Dear TBR
I love Book Riot’s “Read Harder” reading challenge, which for ten years now(!!!!) has been encouraging readers to discover new voices, formats, genres, and perspectives. I dabble with the lists every year, but this time I thought I’d actually try and participate. One of today’s reads covers #9 – Read a Book Recommended by a Librarian, one covers #23 – Read a “howdunit” or “whydunit” mystery. I deliberately chose the adult book, in order to do a compare/contrast thing.
REGGIE AND DELILAH’S YEAR OF FALLING: Reggie is definitely an actual nerd. Or, blerd, he would say, since his identity as a Black guy is part of his nerdiness, too. He’s a committed blerd, and blogs about his big love for D&D games – and how most of them are really non-inclusive, since the ugly characters – the brown characters – are often monsters or killers. Though blerdishness is a huge part of Reggie’s identity, he gets a lot of grief about being a nerd – often in a headlock-brotherly pseudo-teasing way from his brother at home which morphs at school to a vicious, bullying way from his brother’s best friend. Even Reggie’s father looks at him with a faintly bewildered, distressed air of, “how did I get this child?” Because of this Reggie is ambushed by the sense that he isn’t “black enough,” cool enough, or… just enough, he does his best to pretend it doesn’t matter – and escape. Taking the opportunity to go to a concert to see a band he has no real interest in, he sees an amazing girl who just shines in the spotlight. She’s so good, so savvy, and so cool, that he’s doubly convinced that he needs to pretend. No way a girl in a band would talk to someone like him. And yet, they keep running into each other…
Delilah is a mildly introverted people-pleaser who somehow ended up singing backup in a punk band on New Year’s Eve. She’s so deeply uncomfortable, but that’s kind of her default state, both because she’s a pleaser and also because Georgia, her little sister who practically came out of the womb performing, is usually the one who is loud and in the spotlight. Delilah doesn’t know what she’s doing on stage!

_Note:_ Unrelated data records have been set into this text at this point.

//! # rede-export
//!
//! Outbound report surfaces: CSV serialization of partner reports and the
//! print-view frame (branding header and footer around the report body).

mod csv;
mod error;
mod print;

pub use csv::{CSV_FILE_NAME, partner_report_csv};
pub use error::ExportError;
pub use print::PrintDocument;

She didn’t think she’d actually like singing in a punk band – but it turns out that there’s something about performance – about shouting her truths out and owning the way music kind of takes all that’s inside of her…out. It feels like it might be worth learning to play the guitar. Maybe her crush will see that they have more in common that way. After all, she’s getting the band noticed! They’re the only band with a black girl in it, and – she’s meeting some nice people. That Reggie guy is so cool – and so real. Delilah wishes she were more like him… brave enough to take chances, and to take herself seriously. If she were like Reggie, maybe she wouldn’t let herself keep being pushed aside, and ask for what she wants out of the band. Maybe she’d take her singing and guitar playing seriously…
This book features a dual POV which highlights two very different voices. I appreciate how this book allows a character to have dyslexia without making it the whole plot, how it interrogates issues of Blackness/ethnicity and allows characters to explore what it means to hold an identity and just be yourself within that community. I also appreciate how the book gently discusses being a people-pleaser in such a way that it allows young readers to see clearly how it can be damaging. This book is apparently loosely connected to the author’s other YA romances, which should be great fun for readers.
IT’S ELEMENTARY: Today’s second Bryant book is marketed to adults, but could crossover easily for older young adults. It presents a first person POV, and really brings on the humor less subtly than in the YA book (or that may just be my take). It’s also a cozy mystery, which I COMPLETELY missed until I was halfway in, and the MC was diving right into some shady things. I kept hissing, “Mavis, NOOOO!” which… to be honest, is completely what I do during cozy mysteries, because who the Marple do these people think they are? That PTA lady was scary, and wiser heads feet have run the other way!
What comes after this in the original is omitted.